L'absence de liste limitative est intéressante mais pose des difficultés puisqu'elle entoure l'ouverture du droit d'un flou juridique, peu protecteur, puisque la salariée ne peut, à l'avance, savoir s'il sera ou non pris en charge. L'absence de liste précise risque, en outre, d'entraîner des différences entre caisses de sécurité sociale, constitutives d'inégalités. Le décret ne tend pas à énumérer les hypothèses dans lesquelles la salariée peut prétendre être prise en charge, mais doit uniquement régler les questions techniques et purement quantitatives.
Cet ajout, et le vide qu'il vient combler, ne peuvent cependant qu'être salués. Ils constituent une évolution importante de la protection de la maternité.
Une dernière difficulté, et qui n'est pas des moindres, résulte du fait que le législateur prévoit une application rétroactive de ce texte aux accouchements survenus à compter du 1er janvier 2006, soit depuis plus de 3 mois... Il va être difficile de revenir sur le traitement qui a été appliqué aux femmes entre cette date et la date d'entrée en vigueur de la loi.
2.3. Droit à congé annuel des femmes de retour de congé maternité
L'article 17 est également consacré à la femme en congé maternité et, singulièrement, à son retour de congé. A cet effet, il ajoute à l'article L. 223-1 du Code du travail (N° Lexbase : L5307ACK), un second alinéa.

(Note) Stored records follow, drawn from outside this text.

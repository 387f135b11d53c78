// src/discovery.rs

//! Enumerate eligible script files in a directory.

use std::path::{Path, PathBuf};

use anyhow::{Context, Result};
use globset::{Glob, GlobSet, GlobSetBuilder};
use tracing::debug;

use crate::config::ScriptsSection;
use crate::fs::FileSystem;

/// Compiled include/exclude patterns, matched against paths relative to the
/// scanned directory (e.g. `"sub/worker.lua"`).
#[derive(Debug, Clone)]
pub struct ScriptFilter {
    include: GlobSet,
    exclude: Option<GlobSet>,
}

impl ScriptFilter {
    pub fn new(include: &[String], exclude: &[String]) -> Result<Self> {
        let include = build_globset(include).context("building include globset")?;
        let exclude = if exclude.is_empty() {
            None
        } else {
            Some(build_globset(exclude).context("building exclude globset")?)
        };
        Ok(Self { include, exclude })
    }

    pub fn matches(&self, rel_path: &str) -> bool {
        self.include.is_match(rel_path)
            && !self.exclude.as_ref().is_some_and(|ex| ex.is_match(rel_path))
    }
}

fn build_globset(patterns: &[String]) -> Result<GlobSet> {
    let mut builder = GlobSetBuilder::new();
    for pat in patterns {
        let glob = Glob::new(pat).with_context(|| format!("invalid glob pattern: {pat}"))?;
        builder.add(glob);
    }
    Ok(builder.build()?)
}

/// Walk `root` and return every file accepted by `filter`, sorted.
pub fn find_scripts(fs: &dyn FileSystem, root: &Path, filter: &ScriptFilter) -> Result<Vec<PathBuf>> {
    let mut found = Vec::new();
    let mut stack = vec![root.to_path_buf()];

    while let Some(dir) = stack.pop() {
        for path in fs.read_dir(&dir)? {
            if fs.is_dir(&path) {
                stack.push(path);
            } else if fs.is_file(&path) {
                if let Ok(rel) = path.strip_prefix(root) {
                    let rel_str = rel.to_string_lossy().replace('\\', "/");
                    if filter.matches(&rel_str) {
                        found.push(path);
                    }
                }
            }
        }
    }

    found.sort();
    debug!(root = %root.display(), count = found.len(), "script discovery finished");
    Ok(found)
}

/// Resolve the full script list for a `[scripts]` section: explicit paths
/// first, then whatever `dir` yields, without duplicates.
pub fn resolve_scripts(fs: &dyn FileSystem, section: &ScriptsSection) -> Result<Vec<PathBuf>> {
    let mut scripts = section.paths.clone();

    if let Some(dir) = &section.dir {
        let filter = ScriptFilter::new(&section.include, &section.exclude)?;
        for path in find_scripts(fs, dir, &filter)
            .with_context(|| format!("scanning script directory {}", dir.display()))?
        {
            if !scripts.contains(&path) {
                scripts.push(path);
            }
        }
    }

    Ok(scripts)
}

#[cfg(test)]
mod tests {
    use super::*;
    use crate::fs::mock::MockFileSystem;

    fn lua_filter() -> ScriptFilter {
        ScriptFilter::new(&["**/*.lua".to_string()], &["**/skip_*".to_string()]).unwrap()
    }

    #[test]
    fn finds_matching_files_recursively() {
        let fs = MockFileSystem::new();
        fs.add_file("scripts/b.lua", "");
        fs.add_file("scripts/a.lua", "");
        fs.add_file("scripts/nested/c.lua", "");
        fs.add_file("scripts/readme.md", "");
        fs.add_file("scripts/skip_me.lua", "");

        let found = find_scripts(&fs, Path::new("scripts"), &lua_filter()).unwrap();
        assert_eq!(
            found,
            vec![
                PathBuf::from("scripts/a.lua"),
                PathBuf::from("scripts/b.lua"),
                PathBuf::from("scripts/nested/c.lua"),
            ]
        );
    }

    #[test]
    fn missing_directory_is_an_error() {
        let fs = MockFileSystem::new();
        assert!(find_scripts(&fs, Path::new("nope"), &lua_filter()).is_err());
    }

    #[test]
    fn explicit_paths_come_first_without_duplicates() {
        let fs = MockFileSystem::new();
        fs.add_file("scripts/a.lua", "");
        fs.add_file("scripts/b.lua", "");

        let section = ScriptsSection {
            dir: Some(PathBuf::from("scripts")),
            include: vec!["*.lua".to_string()],
            exclude: Vec::new(),
            paths: vec![PathBuf::from("scripts/b.lua"), PathBuf::from("extra.lua")],
        };

        let scripts = resolve_scripts(&fs, &section).unwrap();
        assert_eq!(
            scripts,
            vec![
                PathBuf::from("scripts/b.lua"),
                PathBuf::from("extra.lua"),
                PathBuf::from("scripts/a.lua"),
            ]
        );
    }
}
// src/main.rs

use scriptvisor::{cli, logging, run};

#[tokio::main(flavor = "current_thread")]
async fn main() {
    if let Err(err) = run_main().await {
        eprintln!("scriptvisor error: {err:?}");
        std::process::exit(1);
    }
}

async fn run_main() -> anyhow::Result<()> {
    let args = cli::parse();
    logging::init_logging(args.log_level)?;
    run(args).await
}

La salariée de retour de congé maternité peut, désormais, faire valoir ses droits à congés payés annuels, et ce, quelle que soit la période de congés retenue par la convention collective ou l'employeur pour le personnel de l'entreprise.
Ceci signifie que cette dernière peut imposer à l'employeur ses dates de congés. Cette disposition constitue donc, à la fois, une limite à la libre fixation des congés par l'employeur et une dérogation à la période légale de congés.
Il est donc a priori possible, à la femme de retour de maternité, d'accoler les congés annuels payés acquis à son congé maternité.
Une seule limite à l'exercice de ce doit semble devoir résulter du respect des périodes légales de congés qui ne sont pas expressément visées dans l'article L. 223-1 nouveau. A l'intérieur de cette période, la salariée semble pouvoir faire ce que bon lui semble.
La loi du 23 mars 2006 ne fait, ici, que reproduire le principe qui avait été dégagé par la jurisprudence et en vertu duquel, sur le fondement du principe plus général d'indépendance des congés maternité et des congés payés, la salariée était en droit de prendre ses congés annuels payés au moment de son retour de congé maternité (Cass. soc., 2 juin 2004, n° 02-42.405, FS-P+B+R+I N° Lexbase : A5182DCW ; CJCE, 18 mars 2004, aff. C-342/01, María Paz Merino Góme c/ Continental Industrias del Caucho SA N° Lexbase : A5883DBI, lire Aurélie Garat, Le congé maternité ne remplace pas le congé annuel payé, Lexbase Hebdo n° 114 du 1er avril 2004 - édition sociale N° Lexbase : N1047ABE).